(Records from a dataset)
#####

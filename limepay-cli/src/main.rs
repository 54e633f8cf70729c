//! Command-line client for the LimePay payments API.
//!
//! # Usage
//!
//! ```bash
//! limepay --env https://api.limepay.io/v1 --api-key KEY --api-secret SECRET ping
//! limepay shoppers list
//! limepay payments get 5c8a1ee5...
//! limepay receipt 5c8a1ee5... > receipt.html
//! ```
//!
//! # Environment Variables
//!
//! - `LIMEPAY_ENV` - Base endpoint of the API
//! - `LIMEPAY_API_KEY` - API key
//! - `LIMEPAY_API_SECRET` - API secret
//! - `LIMEPAY_TIMEOUT_SECS` - Optional request timeout in seconds
//! - `RUST_LOG` - Log level filter (default: `info`)
//!
//! A `.env` file in the working directory is loaded first. When `--env`,
//! `--api-key`, and `--api-secret` are all given the environment is not read;
//! otherwise every required variable must be set and any given flag overrides
//! its variable.

#![allow(clippy::print_stdout)]

use std::time::Duration;

use clap::{Parser, Subcommand};
use limepay_http::{ConfigError, LimePay, RequesterConfig};
use serde::Serialize;
use tracing_subscriber::EnvFilter;

/// LimePay API client.
#[derive(Parser, Debug)]
#[command(name = "limepay", version, about = "LimePay API client")]
struct Cli {
    /// Base endpoint of the API [env: LIMEPAY_ENV].
    #[arg(long)]
    env: Option<String>,

    /// API key [env: LIMEPAY_API_KEY].
    #[arg(long)]
    api_key: Option<String>,

    /// API secret [env: LIMEPAY_API_SECRET].
    #[arg(long)]
    api_secret: Option<String>,

    /// Request timeout in seconds [env: LIMEPAY_TIMEOUT_SECS].
    #[arg(long)]
    timeout_secs: Option<u64>,

    #[command(subcommand)]
    command: Command,
}

impl Cli {
    fn requester_config(&self) -> Result<RequesterConfig, ConfigError> {
        let mut config = match (&self.env, &self.api_key, &self.api_secret) {
            (Some(env), Some(key), Some(secret)) => RequesterConfig::new(env, key, secret),
            _ => {
                let mut config = RequesterConfig::from_env()?;
                if let Some(env) = &self.env {
                    config.base_url.clone_from(env);
                }
                if let Some(key) = &self.api_key {
                    config.api_key.clone_from(key);
                }
                if let Some(secret) = &self.api_secret {
                    config.api_secret.clone_from(secret);
                }
                config
            }
        };
        if let Some(secs) = self.timeout_secs {
            config = config.with_timeout(Duration::from_secs(secs));
        }
        Ok(config)
    }
}

#[derive(Subcommand, Debug)]
enum Command {
    /// Check connectivity and credentials.
    Ping,
    /// Inspect shoppers.
    #[command(subcommand)]
    Shoppers(ShopperCommand),
    /// Inspect payments.
    #[command(subcommand)]
    Payments(PaymentCommand),
    /// Print the HTML invoice of a fiat payment.
    Invoice {
        /// Payment id.
        id: String,
    },
    /// Email the invoice of a fiat payment to its shopper.
    SendInvoice {
        /// Payment id.
        id: String,
    },
    /// Print the HTML receipt of a fiat payment.
    Receipt {
        /// Payment id.
        id: String,
    },
}

#[derive(Subcommand, Debug)]
enum ShopperCommand {
    /// List all shoppers.
    List,
    /// Show one shopper.
    Get {
        /// Shopper id.
        id: String,
    },
    /// Generate a wallet token for a shopper.
    WalletToken {
        /// Shopper id.
        id: String,
    },
}

#[derive(Subcommand, Debug)]
enum PaymentCommand {
    /// List all payments.
    List,
    /// Show one payment.
    Get {
        /// Payment id.
        id: String,
    },
}

#[tokio::main]
async fn main() {
    dotenvy::dotenv().ok();
    tracing_subscriber::fmt()
        .with_env_filter(
            EnvFilter::try_from_default_env().unwrap_or_else(|_| EnvFilter::new("info")),
        )
        .with_writer(std::io::stderr)
        .init();

    if let Err(e) = run(Cli::parse()).await {
        tracing::error!("limepay failed: {e}");
        std::process::exit(1);
    }
}

async fn run(cli: Cli) -> Result<(), Box<dyn std::error::Error>> {
    let config = cli.requester_config()?;
    tracing::debug!(?config, "connecting");
    let sdk = LimePay::connect(config).await?;

    match cli.command {
        Command::Ping => {
            let ping = sdk.connection.test().await?;
            print_json(&ping)?;
        }
        Command::Shoppers(ShopperCommand::List) => print_json(&sdk.shoppers.list().await?)?,
        Command::Shoppers(ShopperCommand::Get { id }) => {
            print_json(&sdk.shoppers.get(&id).await?)?;
        }
        Command::Shoppers(ShopperCommand::WalletToken { id }) => {
            print_json(&sdk.shoppers.wallet_token(&id).await?)?;
        }
        Command::Payments(PaymentCommand::List) => print_json(&sdk.payments.list().await?)?,
        Command::Payments(PaymentCommand::Get { id }) => {
            print_json(&sdk.payments.get(&id).await?)?;
        }
        Command::Invoice { id } => println!("{}", sdk.fiat_payments.invoice(&id).await?),
        Command::SendInvoice { id } => {
            sdk.fiat_payments.send_invoice(&id).await?;
            tracing::info!(payment = %id, "invoice sent");
        }
        Command::Receipt { id } => println!("{}", sdk.fiat_payments.receipt(&id).await?),
    }
    Ok(())
}

fn print_json<T: Serialize>(value: &T) -> Result<(), serde_json::Error> {
    println!("{}", serde_json::to_string_pretty(value)?);
    Ok(())
}

#[cfg(test)]
mod tests {
    use super::*;
    use clap::CommandFactory;

    #[test]
    fn test_cli_definition_is_valid() {
        Cli::command().debug_assert();
    }

    #[test]
    fn test_parses_nested_subcommand() {
        let cli = Cli::try_parse_from([
            "limepay",
            "--env",
            "http://localhost",
            "--api-key",
            "key",
            "--api-secret",
            "secret",
            "shoppers",
            "wallet-token",
            "12345",
        ])
        .unwrap();
        assert!(matches!(
            cli.command,
            Command::Shoppers(ShopperCommand::WalletToken { ref id }) if id == "12345"
        ));
        assert_eq!(cli.timeout_secs, None);
    }

    #[test]
    fn test_parses_timeout() {
        let cli = Cli::try_parse_from([
            "limepay",
            "--env",
            "http://localhost",
            "--api-key",
            "key",
            "--api-secret",
            "secret",
            "--timeout-secs",
            "5",
            "send-invoice",
            "0",
        ])
        .unwrap();
        assert_eq!(cli.timeout_secs, Some(5));
        assert!(matches!(cli.command, Command::SendInvoice { .. }));
    }

    #[test]
    fn test_credentials_are_optional_flags() {
        let cli = Cli::try_parse_from(["limepay", "ping"]).unwrap();
        assert!(cli.env.is_none());
        assert!(cli.api_key.is_none());
        assert!(cli.api_secret.is_none());
    }

    #[test]
    fn test_full_flags_build_config() {
        let cli = Cli::try_parse_from([
            "limepay",
            "--env",
            "http://localhost/v1",
            "--api-key",
            "key",
            "--api-secret",
            "secret",
            "--timeout-secs",
            "7",
            "ping",
        ])
        .unwrap();
        let config = cli.requester_config().unwrap();
        assert_eq!(config.base_url, "http://localhost/v1");
        assert_eq!(config.api_key, "key");
        assert_eq!(config.api_secret, "secret");
        assert_eq!(config.timeout, Some(Duration::from_secs(7)));
    }
}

#####

- [Work required] Reproduce every line in the records above that contains the word "Result".

- [Expected output]
    fn requester_config(&self) -> Result<RequesterConfig, ConfigError> {
async fn run(cli: Cli) -> Result<(), Box<dyn std::error::Error>> {
fn print_json<T: Serialize>(value: &T) -> Result<(), serde_json::Error> {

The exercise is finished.